■ WHAT TO WORK ON: Please find every line in the entries below that contains the string "filter", and copy it.

[Saved data entries]
════════════════

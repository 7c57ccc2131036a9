//! Persisted client state.
//!
//! Mirrors browser local storage: string values under fixed well-known keys.
//! The token key is the only signal of authentication on cold start.

use std::collections::BTreeMap;
use std::fs;
use std::path::{Path, PathBuf};
use std::sync::{Arc, RwLock};

use serde::de::DeserializeOwned;
use serde::Serialize;
use thiserror::Error;

pub const ACCESS_TOKEN_KEY: &str = "accessToken";
pub const REFRESH_TOKEN_KEY: &str = "refreshToken";
pub const USER_INFO_KEY: &str = "userInfo";
pub const USER_NAME_KEY: &str = "userName";
pub const LOGIN_AT_KEY: &str = "loginAt";
pub const PERMISSIONS_KEY: &str = "permissions";
pub const MENUS_KEY: &str = "menus";

/// Keys removed when the backend rejects the session with a 401
pub const SESSION_KEYS: &[&str] = &[ACCESS_TOKEN_KEY, REFRESH_TOKEN_KEY, USER_INFO_KEY];

const STORAGE_FILE: &str = "storage.json";

#[derive(Error, Debug)]
pub enum StorageError {
    #[error("Storage I/O error at {path}: {source}")]
    Io {
        path: PathBuf,
        #[source]
        source: std::io::Error,
    },

    #[error("Corrupt storage value for '{key}': {source}")]
    Corrupt {
        key: String,
        #[source]
        source: serde_json::Error,
    },

    #[error("Storage lock poisoned")]
    Poisoned,
}

pub trait Storage: Send + Sync {
    fn get(&self, key: &str) -> Option<String>;
    fn set(&self, key: &str, value: &str) -> Result<(), StorageError>;
    fn remove(&self, key: &str) -> Result<(), StorageError>;
}

pub type SharedStorage = Arc<dyn Storage>;

/// Read a JSON-encoded value; a missing key yields `None`
pub fn get_json<T: DeserializeOwned>(
    storage: &dyn Storage,
    key: &str,
) -> Result<Option<T>, StorageError> {
    match storage.get(key) {
        None => Ok(None),
        Some(raw) => serde_json::from_str(&raw)
            .map(Some)
            .map_err(|source| StorageError::Corrupt {
                key: key.to_string(),
                source,
            }),
    }
}

pub fn set_json<T: Serialize>(storage: &dyn Storage, key: &str, value: &T) -> Result<(), StorageError> {
    let raw = serde_json::to_string(value).map_err(|source| StorageError::Corrupt {
        key: key.to_string(),
        source,
    })?;
    storage.set(key, &raw)
}

/// Remove every key in `keys`, stopping at the first failure
pub fn remove_all(storage: &dyn Storage, keys: &[&str]) -> Result<(), StorageError> {
    for key in keys {
        storage.remove(key)?;
    }
    Ok(())
}

#[derive(Debug, Default)]
pub struct MemoryStorage {
    entries: RwLock<BTreeMap<String, String>>,
}

impl MemoryStorage {
    pub fn new() -> Self {
        Self::default()
    }

    pub fn shared() -> SharedStorage {
        Arc::new(Self::new())
    }
}

impl Storage for MemoryStorage {
    fn get(&self, key: &str) -> Option<String> {
        self.entries.read().ok()?.get(key).cloned()
    }

    fn set(&self, key: &str, value: &str) -> Result<(), StorageError> {
        let mut entries = self.entries.write().map_err(|_| StorageError::Poisoned)?;
        entries.insert(key.to_string(), value.to_string());
        Ok(())
    }

    fn remove(&self, key: &str) -> Result<(), StorageError> {
        let mut entries = self.entries.write().map_err(|_| StorageError::Poisoned)?;
        entries.remove(key);
        Ok(())
    }
}

/// JSON file backed storage, rewritten on every mutation.
///
/// Not coordinated across processes: two `tcg` invocations racing on the
/// same directory see last-writer-wins.
#[derive(Debug)]
pub struct FileStorage {
    path: PathBuf,
    entries: RwLock<BTreeMap<String, String>>,
}

impl FileStorage {
    pub fn open(dir: impl AsRef<Path>) -> Result<Self, StorageError> {
        let dir = dir.as_ref();
        if !dir.exists() {
            fs::create_dir_all(dir).map_err(|source| StorageError::Io {
                path: dir.to_path_buf(),
                source,
            })?;
        }

        let path = dir.join(STORAGE_FILE);
        let entries = if path.exists() {
            let content = fs::read_to_string(&path).map_err(|source| StorageError::Io {
                path: path.clone(),
                source,
            })?;
            serde_json::from_str(&content).map_err(|source| StorageError::Corrupt {
                key: STORAGE_FILE.to_string(),
                source,
            })?
        } else {
            BTreeMap::new()
        };

        tracing::debug!(path = %path.display(), keys = entries.len(), "opened client storage");

        Ok(Self {
            path,
            entries: RwLock::new(entries),
        })
    }

    pub fn path(&self) -> &Path {
        &self.path
    }

    fn flush(&self, entries: &BTreeMap<String, String>) -> Result<(), StorageError> {
        let content = serde_json::to_string_pretty(entries).map_err(|source| StorageError::Corrupt {
            key: STORAGE_FILE.to_string(),
            source,
        })?;
        fs::write(&self.path, content).map_err(|source| StorageError::Io {
            path: self.path.clone(),
            source,
        })
    }
}

impl Storage for FileStorage {
    fn get(&self, key: &str) -> Option<String> {
        self.entries.read().ok()?.get(key).cloned()
    }

    fn set(&self, key: &str, value: &str) -> Result<(), StorageError> {
        let mut entries = self.entries.write().map_err(|_| StorageError::Poisoned)?;
        entries.insert(key.to_string(), value.to_string());
        self.flush(&entries)
    }

    fn remove(&self, key: &str) -> Result<(), StorageError> {
        let mut entries = self.entries.write().map_err(|_| StorageError::Poisoned)?;
        if entries.remove(key).is_some() {
            self.flush(&entries)?;
        }
        Ok(())
    }
}
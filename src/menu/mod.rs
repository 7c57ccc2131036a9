//! Server-supplied menu tree, read-only on the client.

use serde::{Deserialize, Serialize};

/// Menu node kind. The backend sends `directory`, `menu` or `button`; any
/// value other than `button` (including a missing one) is a navigable page.
#[derive(Debug, Clone, Copy, PartialEq, Eq, Default, Serialize, Deserialize)]
#[serde(rename_all = "lowercase")]
pub enum NodeType {
    Button,
    #[default]
    #[serde(other)]
    Page,
}

#[derive(Debug, Clone, Default, PartialEq, Serialize, Deserialize)]
#[serde(rename_all = "camelCase")]
pub struct MenuMeta {
    #[serde(default, skip_serializing_if = "Option::is_none")]
    pub title: Option<String>,
    #[serde(default, skip_serializing_if = "Option::is_none")]
    pub icon: Option<String>,
    #[serde(default, skip_serializing_if = "Option::is_none")]
    pub hidden: Option<bool>,
    #[serde(default, skip_serializing_if = "Option::is_none")]
    pub keep_alive: Option<bool>,
    /// Permission code guarding this entry
    #[serde(default, skip_serializing_if = "Option::is_none")]
    pub permission: Option<String>,
}

#[derive(Debug, Clone, PartialEq, Serialize, Deserialize)]
#[serde(rename_all = "camelCase")]
pub struct MenuNode {
    #[serde(default, skip_serializing_if = "Option::is_none")]
    pub id: Option<i64>,
    #[serde(default, skip_serializing_if = "Option::is_none")]
    pub parent_id: Option<i64>,
    #[serde(default)]
    pub path: String,
    pub name: String,
    #[serde(default, skip_serializing_if = "Option::is_none")]
    pub component: Option<String>,
    #[serde(default, skip_serializing_if = "Option::is_none")]
    pub redirect: Option<String>,
    #[serde(rename = "type", default, deserialize_with = "node_type_or_page")]
    pub node_type: NodeType,
    #[serde(default, deserialize_with = "meta_or_default")]
    pub meta: MenuMeta,
    #[serde(default, skip_serializing_if = "Option::is_none")]
    pub sort: Option<i64>,
    #[serde(default, skip_serializing_if = "Vec::is_empty")]
    pub children: Vec<MenuNode>,
}

impl MenuNode {
    pub fn page(path: impl Into<String>, name: impl Into<String>) -> Self {
        Self {
            id: None,
            parent_id: None,
            path: path.into(),
            name: name.into(),
            component: None,
            redirect: None,
            node_type: NodeType::Page,
            meta: MenuMeta::default(),
            sort: None,
            children: Vec::new(),
        }
    }

    pub fn button(path: impl Into<String>, name: impl Into<String>) -> Self {
        Self {
            node_type: NodeType::Button,
            ..Self::page(path, name)
        }
    }

    pub fn with_component(mut self, component: impl Into<String>) -> Self {
        self.component = Some(component.into());
        self
    }

    pub fn with_redirect(mut self, redirect: impl Into<String>) -> Self {
        self.redirect = Some(redirect.into());
        self
    }

    pub fn with_meta(mut self, meta: MenuMeta) -> Self {
        self.meta = meta;
        self
    }

    pub fn with_children(mut self, children: Vec<MenuNode>) -> Self {
        self.children = children;
        self
    }

    pub fn is_button(&self) -> bool {
        self.node_type == NodeType::Button
    }
}

// `type: null` and `meta: null` both show up in hand-edited menu rows
fn node_type_or_page<'de, D>(deserializer: D) -> Result<NodeType, D::Error>
where
    D: serde::Deserializer<'de>,
{
    Ok(Option::<NodeType>::deserialize(deserializer)?.unwrap_or_default())
}

fn meta_or_default<'de, D>(deserializer: D) -> Result<MenuMeta, D::Error>
where
    D: serde::Deserializer<'de>,
{
    Ok(Option::<MenuMeta>::deserialize(deserializer)?.unwrap_or_default())
}
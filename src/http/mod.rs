//! REST client for the TestCase Generator backend.
//!
//! Every call goes through the same two interceptors: the request side
//! attaches `Authorization: Bearer <accessToken>` when a token is stored, the
//! response side unwraps `{code, message, data}` envelopes, passes binary
//! downloads through untouched and turns failures into [`ConsoleError`]s after
//! surfacing a notice.

use std::collections::BTreeMap;
use std::sync::Arc;
use std::time::Duration;

use reqwest::header::{AUTHORIZATION, CONTENT_DISPOSITION, CONTENT_TYPE};
use reqwest::{Method, RequestBuilder, Response, StatusCode};
use serde::de::DeserializeOwned;
use serde::{Deserialize, Serialize};
use serde_json::Value;
use uuid::Uuid;

use crate::config::ApiConfig;
use crate::error::{ConsoleError, ConsoleResult};
use crate::storage::{self, SharedStorage, ACCESS_TOKEN_KEY, SESSION_KEYS};

pub const SESSION_EXPIRED_NOTICE: &str = "Session expired, please log in again";
pub const NETWORK_ERROR_NOTICE: &str = "Network error";
pub const REQUEST_FAILED_NOTICE: &str = "Request failed";

/// Query parameters for list and export endpoints
pub type Params = BTreeMap<String, String>;

/// User-visible transient notices (the toast of a browser UI)
pub trait Notifier: Send + Sync {
    fn error(&self, message: &str);
}

/// Default notifier: notices become log lines
#[derive(Debug, Default, Clone, Copy)]
pub struct TracingNotifier;

impl Notifier for TracingNotifier {
    fn error(&self, message: &str) {
        tracing::warn!(notice = %message, "user notice");
    }
}

#[derive(Debug, Deserialize)]
struct Envelope {
    code: i64,
    #[serde(default)]
    message: Option<String>,
    #[serde(default)]
    data: Value,
}

/// Raw bytes from an export or template endpoint
#[derive(Debug, Clone)]
pub struct Blob {
    pub bytes: Vec<u8>,
    pub content_type: Option<String>,
    pub filename: Option<String>,
}

/// A single file for multipart import endpoints, sent as the `file` field
#[derive(Debug, Clone)]
pub struct Upload {
    pub file_name: String,
    pub bytes: Vec<u8>,
    pub mime: Option<String>,
}

impl Upload {
    pub fn new(file_name: impl Into<String>, bytes: Vec<u8>) -> Self {
        Self {
            file_name: file_name.into(),
            bytes,
            mime: None,
        }
    }

    pub fn with_mime(mut self, mime: impl Into<String>) -> Self {
        self.mime = Some(mime.into());
        self
    }
}

#[derive(Clone)]
pub struct ApiClient {
    http: reqwest::Client,
    base_url: String,
    storage: SharedStorage,
    notifier: Arc<dyn Notifier>,
}

impl ApiClient {
    pub fn new(config: &ApiConfig, storage: SharedStorage, notifier: Arc<dyn Notifier>) -> ConsoleResult<Self> {
        let http = reqwest::Client::builder()
            .timeout(Duration::from_secs(config.timeout_secs))
            .build()?;

        Ok(Self {
            http,
            base_url: config.base_url.trim_end_matches('/').to_string(),
            storage,
            notifier,
        })
    }

    pub fn base_url(&self) -> &str {
        &self.base_url
    }

    pub fn storage(&self) -> &SharedStorage {
        &self.storage
    }

    pub async fn get<T: DeserializeOwned>(&self, path: &str) -> ConsoleResult<T> {
        let request = self.request(Method::GET, path, None);
        decode(self.send_envelope(request).await?)
    }

    pub async fn get_with<T: DeserializeOwned, Q: Serialize + ?Sized>(
        &self,
        path: &str,
        query: &Q,
    ) -> ConsoleResult<T> {
        let request = self.request(Method::GET, path, None).query(query);
        decode(self.send_envelope(request).await?)
    }

    pub async fn post<T: DeserializeOwned, B: Serialize + ?Sized>(&self, path: &str, body: &B) -> ConsoleResult<T> {
        let request = self.request(Method::POST, path, None).json(body);
        decode(self.send_envelope(request).await?)
    }

    /// POST without a body
    pub async fn post_empty<T: DeserializeOwned>(&self, path: &str) -> ConsoleResult<T> {
        let request = self.request(Method::POST, path, None);
        decode(self.send_envelope(request).await?)
    }

    /// POST authenticated with an explicit bearer instead of the stored access token
    pub async fn post_with_bearer<T: DeserializeOwned>(&self, path: &str, token: &str) -> ConsoleResult<T> {
        let request = self.request(Method::POST, path, Some(token));
        decode(self.send_envelope(request).await?)
    }

    pub async fn put<T: DeserializeOwned, B: Serialize + ?Sized>(&self, path: &str, body: &B) -> ConsoleResult<T> {
        let request = self.request(Method::PUT, path, None).json(body);
        decode(self.send_envelope(request).await?)
    }

    pub async fn put_empty<T: DeserializeOwned>(&self, path: &str) -> ConsoleResult<T> {
        let request = self.request(Method::PUT, path, None);
        decode(self.send_envelope(request).await?)
    }

    pub async fn delete(&self, path: &str) -> ConsoleResult<Value> {
        let request = self.request(Method::DELETE, path, None);
        self.send_envelope(request).await
    }

    /// Binary download; bypasses envelope handling entirely
    pub async fn get_blob<Q: Serialize + ?Sized>(&self, path: &str, query: &Q) -> ConsoleResult<Blob> {
        let request = self.request(Method::GET, path, None).query(query);
        let response = self.send(request).await?;

        let content_type = header_string(&response, CONTENT_TYPE.as_str());
        let filename = header_string(&response, CONTENT_DISPOSITION.as_str())
            .and_then(|value| disposition_filename(&value));
        let bytes = response.bytes().await.map_err(|e| self.transport_failure(e))?;

        Ok(Blob {
            bytes: bytes.to_vec(),
            content_type,
            filename,
        })
    }

    /// Multipart upload with the file under the `file` field
    pub async fn upload<T: DeserializeOwned>(&self, path: &str, upload: Upload) -> ConsoleResult<T> {
        let mut part = reqwest::multipart::Part::bytes(upload.bytes).file_name(upload.file_name);
        if let Some(mime) = upload.mime.as_deref() {
            part = part
                .mime_str(mime)
                .map_err(|e| ConsoleError::Transport(e.to_string()))?;
        }
        let form = reqwest::multipart::Form::new().part("file", part);

        let request = self.request(Method::POST, path, None).multipart(form);
        decode(self.send_envelope(request).await?)
    }

    fn request(&self, method: Method, path: &str, bearer: Option<&str>) -> RequestBuilder {
        let url = format!("{}/{}", self.base_url, path.trim_start_matches('/'));
        let request_id = Uuid::new_v4();
        tracing::debug!(%request_id, %method, %url, "api request");

        let mut builder = self.http.request(method, url).header("X-Request-Id", request_id.to_string());

        let token = match bearer {
            Some(token) => Some(token.to_string()),
            None => self.storage.get(ACCESS_TOKEN_KEY),
        };
        if let Some(token) = token.filter(|t| !t.is_empty()) {
            builder = builder.header(AUTHORIZATION, format!("Bearer {}", token));
        }
        builder
    }

    async fn send(&self, request: RequestBuilder) -> ConsoleResult<Response> {
        let response = request.send().await.map_err(|e| self.transport_failure(e))?;
        let status = response.status();

        if status == StatusCode::UNAUTHORIZED {
            self.expire_session();
            return Err(ConsoleError::SessionExpired);
        }

        if !status.is_success() {
            let body = response.text().await.unwrap_or_default();
            let message = server_message(&body)
                .or_else(|| status.canonical_reason().map(str::to_string))
                .unwrap_or_else(|| NETWORK_ERROR_NOTICE.to_string());
            self.notifier.error(&message);
            return Err(ConsoleError::http(status.as_u16(), message));
        }

        Ok(response)
    }

    async fn send_envelope(&self, request: RequestBuilder) -> ConsoleResult<Value> {
        let response = self.send(request).await?;
        let body = response.bytes().await.map_err(|e| self.transport_failure(e))?;

        let envelope: Envelope = serde_json::from_slice(&body).map_err(|e| {
            self.notifier.error(REQUEST_FAILED_NOTICE);
            ConsoleError::Decode(e.to_string())
        })?;

        if envelope.code != 0 {
            let message = envelope
                .message
                .filter(|m| !m.is_empty())
                .unwrap_or_else(|| REQUEST_FAILED_NOTICE.to_string());
            self.notifier.error(&message);
            return Err(ConsoleError::business(envelope.code, message));
        }

        Ok(envelope.data)
    }

    fn transport_failure(&self, err: reqwest::Error) -> ConsoleError {
        let message = err.to_string();
        if message.is_empty() {
            self.notifier.error(NETWORK_ERROR_NOTICE);
        } else {
            self.notifier.error(&message);
        }
        ConsoleError::from(err)
    }

    fn expire_session(&self) {
        if let Err(e) = storage::remove_all(self.storage.as_ref(), SESSION_KEYS) {
            tracing::error!("failed to clear session storage: {}", e);
        }
        tracing::info!("backend rejected session, credentials cleared");
        self.notifier.error(SESSION_EXPIRED_NOTICE);
    }
}

fn decode<T: DeserializeOwned>(data: Value) -> ConsoleResult<T> {
    serde_json::from_value(data).map_err(ConsoleError::from)
}

fn header_string(response: &Response, name: &str) -> Option<String> {
    response
        .headers()
        .get(name)
        .and_then(|v| v.to_str().ok())
        .map(str::to_string)
}

fn server_message(body: &str) -> Option<String> {
    let value: Value = serde_json::from_str(body).ok()?;
    value
        .get("message")
        .and_then(Value::as_str)
        .filter(|m| !m.is_empty())
        .map(str::to_string)
}

/// Pull `filename` out of a `Content-Disposition` header
fn disposition_filename(value: &str) -> Option<String> {
    value.split(';').map(str::trim).find_map(|part| {
        part.strip_prefix("filename=")
            .map(|name| name.trim_matches('"').to_string())
            .filter(|name| !name.is_empty())
    })
}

════════════════

■ RESULT:
        if let Some(token) = token.filter(|t| !t.is_empty()) {
                .filter(|m| !m.is_empty())
        .filter(|m| !m.is_empty())
            .filter(|name| !name.is_empty())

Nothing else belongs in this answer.